O procurador do Ministério Público Federal em Bauru, André Libonati (foto), informou, ontem, que vai notificar a diretoria da Associação Hospitalar de Bauru (AHB) para prestar esclarecimentos sobre a assinatura de um convênio financeiro com o Ministério da Saúde, denominado de co-financiamento, que poderá inviabilizar a municipalização da saúde na cidade.
A decisão do procurador é resultado de uma representação assinada por nove vereadores, encaminhada ao MP Federal no último dia 12. O documento pede a interferência do órgão para esclarecer os termos do convênio assinado com o Ministério da Saúde e os motivos que levaram a AHB a anunciar que não participará da implantação da gestão plena de saúde no Município.
O convênio entre a entidade hospitalar e o Ministério da Saúde deverá render o repasse mensal de R$ 1,8 milhão, que pode chegar a R$ 2,2 milhões com o reforço de verbas destinadas pelo Governo do Estado. Sem esse montante nas contas bancárias da municipalização da saúde, o projeto torna-se inviável.
O secretário de Estado da Saúde, José Guedes, ainda não se manifestou oficialmente sobre o assunto, para anunciar qual seu posicionamento em torno da polêmica. Sabe-se, no entanto, que Guedes, por diversas vezes, cobrou da secretária municipal de Saúde, Eliane Fetter Telles Nunes, a implantação da gestão plena de saúde em Bauru.

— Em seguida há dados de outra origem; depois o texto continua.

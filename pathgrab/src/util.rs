use std::cmp::Ordering;

/// Compare two strings in natural order: digit runs compare by numeric value,
/// everything else case-insensitively. Ties fall back to a plain byte compare
/// so that "01" and "1" stay distinct.
pub fn natural_cmp(a: &str, b: &str) -> Ordering {
    let mut left = Chunks::new(a);
    let mut right = Chunks::new(b);

    loop {
        match (left.next(), right.next()) {
            (None, None) => return a.cmp(b),
            (None, Some(_)) => return Ordering::Less,
            (Some(_), None) => return Ordering::Greater,
            (Some(x), Some(y)) => {
                let ord = match (x, y) {
                    (Chunk::Digits(x), Chunk::Digits(y)) => cmp_digits(x, y),
                    (Chunk::Digits(_), Chunk::Text(_)) => Ordering::Less,
                    (Chunk::Text(_), Chunk::Digits(_)) => Ordering::Greater,
                    (Chunk::Text(x), Chunk::Text(y)) => cmp_text(x, y),
                };
                if ord != Ordering::Equal {
                    return ord;
                }
            }
        }
    }
}

/// Sort a vector of strings in natural order.
pub fn natural_sort(items: &mut [String]) {
    items.sort_by(|a, b| natural_cmp(a, b));
}

fn cmp_digits(a: &str, b: &str) -> Ordering {
    // Compare without parsing so arbitrarily long runs never overflow
    let a = a.trim_start_matches('0');
    let b = b.trim_start_matches('0');
    a.len().cmp(&b.len()).then_with(|| a.cmp(b))
}

fn cmp_text(a: &str, b: &str) -> Ordering {
    a.chars()
        .flat_map(char::to_lowercase)
        .cmp(b.chars().flat_map(char::to_lowercase))
}

enum Chunk<'a> {
    Digits(&'a str),
    Text(&'a str),
}

struct Chunks<'a> {
    rest: &'a str,
}

impl<'a> Chunks<'a> {
    fn new(s: &'a str) -> Self {
        Chunks { rest: s }
    }
}

impl<'a> Iterator for Chunks<'a> {
    type Item = Chunk<'a>;

    fn next(&mut self) -> Option<Self::Item> {
        let first = self.rest.chars().next()?;
        let digits = first.is_ascii_digit();
        let end = self
            .rest
            .char_indices()
            .find(|(_, c)| c.is_ascii_digit() != digits)
            .map(|(i, _)| i)
            .unwrap_or(self.rest.len());
        let (head, tail) = self.rest.split_at(end);
        self.rest = tail;
        Some(if digits {
            Chunk::Digits(head)
        } else {
            Chunk::Text(head)
        })
    }
}

/// Normalise a path string to forward slashes without a trailing separator.
pub fn normalize_path(path: &str) -> String {
    let mut normalized = path.replace('\\', "/");
    while normalized.len() > 1 && normalized.ends_with('/') {
        normalized.pop();
    }
    normalized
}

/// The directory part of a `/`-separated path ("" for a bare file name).
pub fn parent_dir(path: &str) -> &str {
    match path.rfind('/') {
        Some(0) => "/",
        Some(i) => &path[..i],
        None => "",
    }
}

/// The file name part of a `/`-separated path.
pub fn file_name(path: &str) -> &str {
    match path.rfind('/') {
        Some(i) => &path[i + 1..],
        None => path,
    }
}

/// Strip `root` from the front of `path`, returning the remainder without a
/// leading separator. Paths outside the root are returned unchanged.
pub fn relative_to<'a>(path: &'a str, root: &str) -> &'a str {
    let root = root.trim_end_matches('/');
    if root.is_empty() || root == "." {
        return path.strip_prefix("./").unwrap_or(path);
    }
    match path.strip_prefix(root) {
        Some(rest) if rest.is_empty() => rest,
        Some(rest) if rest.starts_with('/') => &rest[1..],
        _ => path,
    }
}

/// Join a `/`-separated relative path onto a root.
pub fn join_path(root: &str, rel: &str) -> String {
    if root.is_empty() || root == "." {
        return rel.to_string();
    }
    if rel.is_empty() {
        return root.to_string();
    }
    format!("{}/{}", root.trim_end_matches('/'), rel.trim_start_matches('/'))
}

/// Split a path into the stem (including directories) and every dotted
/// extension of the file name: "a/b.nii.gz" -> ("a/b", ["nii", "gz"]).
pub fn split_extensions(path: &str) -> (String, Vec<String>) {
    let dir = parent_dir(path);
    let name = file_name(path);
    let mut parts = name.split('.');
    let base = parts.next().unwrap_or_default();
    let exts = parts.map(str::to_string).collect();
    let stem = if dir.is_empty() {
        base.to_string()
    } else if dir == "/" {
        format!("/{base}")
    } else {
        format!("{dir}/{base}")
    };
    (stem, exts)
}

/// Whether `dir` is `ancestor` itself or lies below it.
pub fn is_within(dir: &str, ancestor: &str) -> bool {
    if ancestor.is_empty() || dir == ancestor {
        return true;
    }
    let ancestor = ancestor.trim_end_matches('/');
    dir.strip_prefix(ancestor)
        .map(|rest| rest.starts_with('/') || ancestor.is_empty())
        .unwrap_or(false)
}

/// Number of directory levels separating two directories through their
/// deepest common ancestor.
pub fn tree_distance(a: &str, b: &str) -> usize {
    let left: Vec<&str> = a.split('/').filter(|s| !s.is_empty()).collect();
    let right: Vec<&str> = b.split('/').filter(|s| !s.is_empty()).collect();
    let common = left
        .iter()
        .zip(right.iter())
        .take_while(|(x, y)| x == y)
        .count();
    (left.len() - common) + (right.len() - common)
}

#[cfg(test)]
mod tests {
    use super::*;

    #[test]
    fn test_natural_order() {
        let mut items: Vec<String> = ["sub-10", "sub-2", "Sub-1", "sub-02"]
            .iter()
            .map(|s| s.to_string())
            .collect();
        natural_sort(&mut items);
        assert_eq!(items, vec!["Sub-1", "sub-02", "sub-2", "sub-10"]);
    }

    #[test]
    fn test_natural_cmp_keeps_leading_zero_distinct() {
        assert_ne!(natural_cmp("01", "1"), Ordering::Equal);
        assert_eq!(natural_cmp("run-9", "run-10"), Ordering::Less);
    }

    #[test]
    fn test_long_digit_runs() {
        assert_eq!(
            natural_cmp("123456789012345678901234567890", "99"),
            Ordering::Greater
        );
    }

    #[test]
    fn test_path_helpers() {
        assert_eq!(normalize_path("a\\b\\c/"), "a/b/c");
        assert_eq!(parent_dir("a/b/c.txt"), "a/b");
        assert_eq!(parent_dir("c.txt"), "");
        assert_eq!(file_name("a/b/c.txt"), "c.txt");
        assert_eq!(relative_to("/data/x/sub-01/f.nii", "/data/x"), "sub-01/f.nii");
        assert_eq!(relative_to("/elsewhere/f.nii", "/data/x"), "/elsewhere/f.nii");
        assert_eq!(join_path("/data", "sub-01"), "/data/sub-01");
        assert_eq!(join_path(".", "sub-01"), "sub-01");
    }

    #[test]
    fn test_split_extensions() {
        let (stem, exts) = split_extensions("rest/sub-3/run-2.nii.gz");
        assert_eq!(stem, "rest/sub-3/run-2");
        assert_eq!(exts, vec!["nii", "gz"]);
    }

    #[test]
    fn test_tree_distance() {
        assert_eq!(tree_distance("a/b/c", "a/b/c"), 0);
        assert_eq!(tree_distance("a/b/c", "a/b"), 1);
        assert_eq!(tree_distance("a/b/c", "a/d"), 3);
        assert!(is_within("a/b/c", "a/b"));
        assert!(!is_within("a/bc", "a/b"));
        assert!(is_within("a/b", ""));
    }
}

Anteontem, Eliane se reuniu com Libonati e entregou a ele cópia de uma portaria do Ministério da Saúde, datada do último dia 4. A portaria determina que os serviços ambulatoriais e hospitalares, prestadas por unidades próprias dos Estados, sob gestão e gerência estaduais, passem a ser custeados, em adição aos recursos estaduais nelas aplicados, por meio de um valor mensal global a ser repassado pelo Ministério da Saúde a título de co-financiamento.
A intenção da secretária ao encaminhar o documento ao MP é mostrar que a AHB é uma entidade privada que estaria impedida de receber o co-financiamento do Governo Federal, destinado a unidades próprias do Estado.
Esclarecimentos
O procurador do Ministério Público Federal afirmou que, antes de tomar qualquer medida sobre o destino da representação, tem, por obrigação, que ouvir o posicionamento da diretoria da AHB sobre o assunto. Vou notificar os diretores da AHB para comparecerem à Procuradoria da República em Bauru, em dia previamento agendado, para prestarem esclarecimento a cerca dos fatos noticiados nessa representação.

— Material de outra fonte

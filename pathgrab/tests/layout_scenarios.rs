use pathgrab::schema::parse_config_str;
use pathgrab::util::normalize_path;
use pathgrab::{
    bindings, build_path, Binding, Constraint, Layout, MapperRegistry, NearestOptions,
    PathGrabError, Query, ReturnType, Value,
};
use pretty_assertions::assert_eq;
use std::path::Path;
use tempfile::TempDir;

const TREE: &[&str] = &[
    "dataset_description.json",
    "sub-01/ses-1/func/sub-01_ses-1_run-1_bold.nii.gz",
    "sub-01/ses-1/func/sub-01_ses-1_run-2_bold.nii.gz",
    "sub-02/ses-1/func/sub-02_ses-1_run-1_bold.nii.gz",
    "sub-02/ses-1/fmap/sub-02_ses-1_run-1_magnitude1.nii.gz",
    "sub-02/ses-2/anat/sub-02_ses-2_T1w.nii.gz",
    "sub-03/ses-1/func/sub-03_ses-1_run-1_bold.nii.gz",
    "derivatives/sub-01/sub-01_ses-1_run-1_desc-preproc_bold.nii.gz",
];

struct Fixture {
    _tmp: TempDir,
    root: String,
    layout: Layout,
}

impl Fixture {
    fn new() -> Self {
        let tmp = TempDir::new().unwrap();
        for rel in TREE {
            let path = tmp.path().join(rel);
            std::fs::create_dir_all(path.parent().unwrap()).unwrap();
            std::fs::write(&path, rel.as_bytes()).unwrap();
        }
        let root = normalize_path(&tmp.path().to_string_lossy());

        let config = parse_config_str(&format!(
            r#"
domains:
  - name: bids
    root: '{root}'
    entities:
      - {{ name: subject, pattern: "(sub-\\d+)", directory: "{{{{root}}}}/{{subject}}" }}
      - {{ name: session, pattern: "(ses-\\d)", directory: "{{{{root}}}}/{{subject}}/{{session}}" }}
      - {{ name: run, pattern: "(run-\\d+)" }}
      - {{ name: type, pattern: ".*_(.*?)\\." }}
    index:
      exclude: ["^derivatives/"]
"#
        ))
        .unwrap();
        let layout = Layout::from_config(&config, &MapperRegistry::with_builtins()).unwrap();

        Fixture {
            _tmp: tmp,
            root,
            layout,
        }
    }

    fn rel(&self, path: &str) -> String {
        path.strip_prefix(&format!("{}/", self.root))
            .unwrap_or(path)
            .to_string()
    }

    fn abs(&self, rel: &str) -> String {
        format!("{}/{rel}", self.root)
    }

    fn paths(&self, query: Query) -> Vec<String> {
        self.layout
            .get(&query.return_type(ReturnType::Path))
            .unwrap()
            .into_paths()
            .iter()
            .map(|p| self.rel(p))
            .collect()
    }
}

#[test]
fn indexing_extracts_every_entity() {
    let fx = Fixture::new();
    assert_eq!(fx.layout.len(), 7);

    let file = fx
        .layout
        .file(&fx.abs("sub-02/ses-1/fmap/sub-02_ses-1_run-1_magnitude1.nii.gz"))
        .unwrap();
    let expected: Vec<(&str, Value)> = vec![
        ("run", "run-1".into()),
        ("session", "ses-1".into()),
        ("subject", "sub-02".into()),
        ("type", "magnitude1".into()),
    ];
    let actual: Vec<(&str, Value)> = file
        .entities
        .iter()
        .map(|(k, v)| (k.as_str(), v.clone()))
        .collect();
    assert_eq!(actual, expected);
    assert!(fx.layout.warnings().is_empty());
}

#[test]
fn get_restricts_to_listed_subjects() {
    let fx = Fixture::new();
    let found = fx.paths(
        Query::new()
            .filter("subject", vec!["sub-01", "sub-02"])
            .filter("run", "run-1"),
    );
    assert_eq!(
        found,
        vec![
            "sub-01/ses-1/func/sub-01_ses-1_run-1_bold.nii.gz",
            "sub-02/ses-1/fmap/sub-02_ses-1_run-1_magnitude1.nii.gz",
            "sub-02/ses-1/func/sub-02_ses-1_run-1_bold.nii.gz",
        ]
    );
}

#[test]
fn adding_filters_never_grows_results() {
    let fx = Fixture::new();
    let steps: Vec<(&str, Constraint)> = vec![
        ("type", "bold".into()),
        ("session", Constraint::Present),
        ("run", Constraint::pattern("run-1")),
        ("subject", "sub-03".into()),
    ];
    let mut query = Query::new();
    let mut previous = fx.paths(query.clone()).len();
    for (entity, constraint) in steps {
        query = query.filter(entity, constraint);
        let count = fx.paths(query.clone()).len();
        assert!(count <= previous, "{entity} grew the result");
        previous = count;
    }
    assert_eq!(previous, 1);
}

#[test]
fn unique_values_and_directories() {
    let fx = Fixture::new();
    assert_eq!(
        fx.layout.unique("subject").unwrap(),
        vec![
            Value::from("sub-01"),
            Value::from("sub-02"),
            Value::from("sub-03")
        ]
    );
    let dirs: Vec<String> = fx
        .layout
        .get(
            &Query::new()
                .filter("subject", "sub-02")
                .target("session")
                .return_type(ReturnType::Dir),
        )
        .unwrap()
        .into_paths()
        .iter()
        .map(|d| fx.rel(d))
        .collect();
    assert_eq!(dirs, vec!["sub-02/ses-1", "sub-02/ses-2"]);
}

#[test]
fn nearest_strict_match() {
    let fx = Fixture::new();
    let options = NearestOptions::entities(["subject", "session"]).strict(true);

    let nearest = fx
        .layout
        .get_nearest(&fx.abs("sub-02/ses-1/fmap/x.json"), &options)
        .unwrap()
        .map(|p| fx.rel(&p));
    assert_eq!(
        nearest.as_deref(),
        Some("sub-02/ses-1/fmap/sub-02_ses-1_run-1_magnitude1.nii.gz")
    );

    let none = fx
        .layout
        .get_nearest(&fx.abs("sub-02/ses-3/fmap/x.json"), &options)
        .unwrap();
    assert_eq!(none, None);
}

#[test]
fn build_path_cardinality() {
    let values = bindings([
        ("subject", Binding::from("02")),
        ("run", Binding::from(vec![1, 2])),
    ]);
    let paths = build_path(&values, "sub-{subject}_run-{run}.nii", "==2").unwrap();
    assert_eq!(paths, vec!["sub-02_run-1.nii", "sub-02_run-2.nii"]);

    let err = build_path(&values, "sub-{subject}_run-{run}.nii", "==1").unwrap_err();
    assert!(matches!(
        err,
        PathGrabError::Cardinality { actual: 2, .. }
    ));
}

#[test]
fn snapshot_round_trip_preserves_queries() {
    let fx = Fixture::new();
    let out = TempDir::new().unwrap();
    let registry = MapperRegistry::with_builtins();

    for name in ["layout.json", "layout.yml", "layout.sqlite"] {
        let path = out.path().join(name);
        fx.layout.save_snapshot(&path).unwrap();
        let loaded = Layout::load_snapshot(&path, &registry).unwrap();

        assert_eq!(loaded.files(), fx.layout.files());
        for entity in ["subject", "session", "run", "type"] {
            assert_eq!(
                loaded.unique(entity).unwrap(),
                fx.layout.unique(entity).unwrap()
            );
        }
        let query = Query::new().filter("subject", "sub-02");
        assert_eq!(
            loaded.get(&query).unwrap().into_paths(),
            fx.layout.get(&query).unwrap().into_paths()
        );
    }
}

#[test]
fn copy_files_into_new_tree() {
    let fx = Fixture::new();
    let out = TempDir::new().unwrap();
    let written = fx
        .layout
        .copy_files(
            &Query::new().filter("type", "bold").filter("subject", "sub-03"),
            &["{type}/{subject}_{run}.nii.gz"],
            out.path(),
            Default::default(),
        )
        .unwrap();
    assert_eq!(written, vec![out.path().join("bold/sub-03_run-1.nii.gz")]);
    assert_eq!(
        std::fs::read_to_string(&written[0]).unwrap(),
        "sub-03/ses-1/func/sub-03_ses-1_run-1_bold.nii.gz"
    );
    assert!(Path::new(&written[0]).is_file());
}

Libonati explicou que seu principal interesse é saber da entidade hospitalar se há regularidade na aplicação das verbas destinadas pelo Sistema Único de Saúde (SUS). Vou querer saber da associação se essas verbas estão sendo aplicadas de acordo com o que o Ministério da Saúde determina.
Ele afirmou que, a partir desses esclarecimento, é que terá condições de tomar uma decisão sobre o encaminhamento da representação. Como em todo caso de irregularidade envolvendo verba pública, as conseqüências podem ter natureza cívil, administrativa e criminal.
Libonati diz que todo recurso público proveniente do SUS, destinado ao setor de saúde, é objeto de fiscalização do Ministério Público Federal. Em última análise até pelo Tribunal de Contas da União (TCU). Se realmente a Secretaria de Estado da Saúde está contrariando as regras estabelecidas pela portaria de número 1.007, de 4 de julho deste ano, em tese está havendo irregularidade na destinação da verba.